Belajar Sejarah yang “benar”
Tangerang, Kamis 24/04/2025 (babadbanten.com). Jika banyak filsuf lainnya masih berspekulasi tentang asal mula dan masa depan kehidupan, maka filsafat dalam Islam – yang berdasarkan wahyu – sudah memberikan ilmu yang jelas dan tidak spekulatif.
Asal-usul manusia sudah sangat jelas yaitu berasal dari keturunan Adam as.
Ketika manusia menolak informasi wahyu maka secara otomatis mereka akan berspekulasi.
Malangnya berspekulasi kemudian diberi nilai yang sangat tinggi yaitu sedang berfilsafat.
Saat ini banyak mahasiswa dan sarjana muslim menerima kuliah filsafat ilmu yang menolak wahyu sebagai sumber ilmu sehingga ilmu hanya dibatasi dari sumber-sumber panca indera (empiris) dan akal (rasional).
Padahal dalam Islam, ilmu adalah hal yang sangat mendasar yang dapat mengantarkan seseorang kepada keimanan yang benar.
Ketuhanan Yang Maha Esa dalam sila pertama Pancasila adalah asas dari negara Indonesia.
Maka, sila ini pun menjelma dalam Undang-Undang Dasar 1945 terkait pendidikan yang mengamanatkan bahwa salah satu tujuan pendidikan adalah melahirkan orang-orang yang beriman dan bertaqwa.
Itulah falsafah dasar dan konstitusi negara yang menjadi pijakan.
Akan tetapi, wacana yang memandang sains dari kacamata agama ini kerapkali mendapat penolakan, sangkaan negatif bahkan cibiran.
Fakta yang berlangsung dalam dunia pendidikan selama ini pun, begitu kering dari nilai-nilai keimanan.
Bahkan, tanpa disadari telah secara halus menanamkan nilai-nilai sekular kepada para pelajar.
Guru-guru pun pada umumnya masih kesulitan dalam menerjemahkan pelajaran “non-agama”, kedalam perspektif iman dan akhlaq.
Hal ini bertolak belakang dengan amanat konstitusi serta falsafah dasar negara yang telah disebutkan diatas.
Ditengah kancah dan perjalanan panjang perjumpaan Islamisasi dan sekularisasi, para pendiri bangsa Indonesia mampu merumuskan Mukaddimah UUD 1945 yang sarat dengan perspektif worldview of Islam (pandangan dalam Islam).
Naskah dasar Piagam Jakarta ini memuat konsep-konsep penting dalam Islam; tauhid, adil, adab, hikmah, syuro, wakalah, dan al-adalah al-ijtimaiyyah (keadilan sosial).
Gagasan tentang adab itu kemudian dapat dirumuskan secara sistematis, bahwa problem yang paling mendasar yang dihadapi oleh umat Islam saat ini adalah loss of adab (hilang adab).
Tiga kata kunci dalam rumusan konsep adab, yaitu hikmah, adab, dan al-adalah, uniknya tiga kata kunci ini ditemukan dalam pembukaan UUD 1945.
Maka, sulit diingkari bahwa gagasan mulia para pendiri bangsa Indonesia, adalah menciptakan terwujudnya sebuah negara yang adil dan makmur dalam naungan ridha Ilahi (baldatun thoyyibatun wa-robbun ghofur).
Negara ideal, maju dan mulia seperti itu hanya bisa terwujud jika rakyat dibimbing oleh hikmah, menegakkan adab dan mendasarkan pada Ketuhanan Yang Maha Esa (tauhid).
“Intinya jika hendak membunuh suatu peradaban maka hilangkan rasa bangga pada peradaban itu dan putuskanlah dari sejarahnya”.
Jadi, belajar sejarah bukan sambilan apalagi asal-asalan.
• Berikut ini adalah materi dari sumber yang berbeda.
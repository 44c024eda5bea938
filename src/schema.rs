//! Attribute schema types
//!
//! A schema is the ordered set of attribute descriptors a model was
//! trained against. It is persisted alongside the fitted classifier and
//! replayed identically at serving time.

use serde::{Deserialize, Serialize};

use crate::error::{ModelyardError, Result};

/// Kind of a dataset attribute
#[derive(Debug, Clone, PartialEq, Serialize, Deserialize)]
#[serde(tag = "type", rename_all = "lowercase")]
pub enum AttributeKind {
    Numeric,
    /// Categorical with an ordered domain of value labels
    Categorical { domain: Vec<String> },
}

impl AttributeKind {
    pub fn is_numeric(&self) -> bool {
        matches!(self, AttributeKind::Numeric)
    }

    pub fn is_categorical(&self) -> bool {
        matches!(self, AttributeKind::Categorical { .. })
    }
}

/// A single named column in a dataset
#[derive(Debug, Clone, PartialEq, Serialize, Deserialize)]
pub struct AttributeDescriptor {
    pub name: String,
    pub kind: AttributeKind,
    /// 0-based ordinal position within the schema, stable across restarts
    pub index: usize,
}

impl AttributeDescriptor {
    pub fn numeric(name: impl Into<String>, index: usize) -> Self {
        Self {
            name: name.into(),
            kind: AttributeKind::Numeric,
            index,
        }
    }

    pub fn categorical(name: impl Into<String>, index: usize, domain: Vec<String>) -> Self {
        Self {
            name: name.into(),
            kind: AttributeKind::Categorical { domain },
            index,
        }
    }

    /// Position of a value label within this attribute's domain
    pub fn domain_index(&self, value: &str) -> Option<usize> {
        match &self.kind {
            AttributeKind::Numeric => None,
            AttributeKind::Categorical { domain } => domain.iter().position(|v| v == value),
        }
    }
}

/// Ordered sequence of attribute descriptors with one designated class
/// attribute (by convention the last one unless overridden at training
/// time).
#[derive(Debug, Clone, PartialEq, Serialize, Deserialize)]
pub struct AttributeSchema {
    relation: String,
    attributes: Vec<AttributeDescriptor>,
    class_index: usize,
}

impl AttributeSchema {
    /// Build a schema, defaulting the class attribute to the last column.
    pub fn new(
        relation: impl Into<String>,
        attributes: Vec<AttributeDescriptor>,
        class_index: Option<usize>,
    ) -> Result<Self> {
        if attributes.len() < 2 {
            return Err(ModelyardError::Dataset(format!(
                "schema needs at least two attributes (one feature and one class), got {}",
                attributes.len()
            )));
        }

        let class_index = class_index.unwrap_or(attributes.len() - 1);
        if class_index >= attributes.len() {
            return Err(ModelyardError::Validation(format!(
                "class index {} out of range for {} attributes",
                class_index,
                attributes.len()
            )));
        }

        for (i, attr) in attributes.iter().enumerate() {
            if attr.index != i {
                return Err(ModelyardError::Validation(format!(
                    "attribute '{}' declares index {} but sits at position {}",
                    attr.name, attr.index, i
                )));
            }
            if attributes[..i].iter().any(|a| a.name == attr.name) {
                return Err(ModelyardError::Validation(format!(
                    "duplicate attribute name '{}'",
                    attr.name
                )));
            }
        }

        Ok(Self {
            relation: relation.into(),
            attributes,
            class_index,
        })
    }

    pub fn relation(&self) -> &str {
        &self.relation
    }

    pub fn len(&self) -> usize {
        self.attributes.len()
    }

    pub fn is_empty(&self) -> bool {
        self.attributes.is_empty()
    }

    pub fn attributes(&self) -> &[AttributeDescriptor] {
        &self.attributes
    }

    pub fn attribute(&self, index: usize) -> Option<&AttributeDescriptor> {
        self.attributes.get(index)
    }

    pub fn class_index(&self) -> usize {
        self.class_index
    }

    pub fn class_attribute(&self) -> &AttributeDescriptor {
        &self.attributes[self.class_index]
    }

    /// Non-class attributes in schema order
    pub fn features(&self) -> impl Iterator<Item = &AttributeDescriptor> {
        let class_index = self.class_index;
        self.attributes
            .iter()
            .filter(move |a| a.index != class_index)
    }

    pub fn n_features(&self) -> usize {
        self.attributes.len() - 1
    }

    /// Class domain labels. The class attribute must be categorical for
    /// classification, so a numeric class is a validation error.
    pub fn class_labels(&self) -> Result<&[String]> {
        match &self.class_attribute().kind {
            AttributeKind::Categorical { domain } => Ok(domain),
            AttributeKind::Numeric => Err(ModelyardError::Validation(format!(
                "class attribute '{}' is numeric; classification needs a categorical class",
                self.class_attribute().name
            ))),
        }
    }
}

#[cfg(test)]
mod tests {
    use super::*;

    fn risk_schema() -> AttributeSchema {
        AttributeSchema::new(
            "risk",
            vec![
                AttributeDescriptor::numeric("age", 0),
                AttributeDescriptor::numeric("income", 1),
                AttributeDescriptor::categorical(
                    "risk",
                    2,
                    vec!["low".into(), "medium".into(), "high".into()],
                ),
            ],
            None,
        )
        .unwrap()
    }

    #[test]
    fn test_class_defaults_to_last() {
        let schema = risk_schema();
        assert_eq!(schema.class_index(), 2);
        assert_eq!(schema.class_attribute().name, "risk");
        assert_eq!(schema.class_labels().unwrap().len(), 3);
    }

    #[test]
    fn test_features_exclude_class() {
        let schema = risk_schema();
        let names: Vec<&str> = schema.features().map(|a| a.name.as_str()).collect();
        assert_eq!(names, vec!["age", "income"]);
    }

    #[test]
    fn test_rejects_single_attribute() {
        let result = AttributeSchema::new(
            "bad",
            vec![AttributeDescriptor::numeric("only", 0)],
            None,
        );
        assert!(result.is_err());
    }

    #[test]
    fn test_rejects_duplicate_names() {
        let result = AttributeSchema::new(
            "bad",
            vec![
                AttributeDescriptor::numeric("a", 0),
                AttributeDescriptor::numeric("a", 1),
            ],
            None,
        );
        assert!(result.is_err());
    }

    #[test]
    fn test_numeric_class_rejected() {
        let schema = AttributeSchema::new(
            "reg",
            vec![
                AttributeDescriptor::numeric("x", 0),
                AttributeDescriptor::numeric("y", 1),
            ],
            None,
        )
        .unwrap();
        assert!(schema.class_labels().is_err());
    }
}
Pendidikan sejarah memegang peran penting dalam pendidikan nilai-nilai keimanan dan akhlak mulia, sebagian besar isi Al-Qur’an adalah sejarah.
Karena itu jangan sampai para santri, pelajar dan mahasiswa kita mendapatkan pelajaran sejarah yang membuat mereka lupa pada asal-usul dan tugas hidupnya sebagai pelanjut perjuangan para Nabi dan para ulama kita. (Raden Sadrun Muda).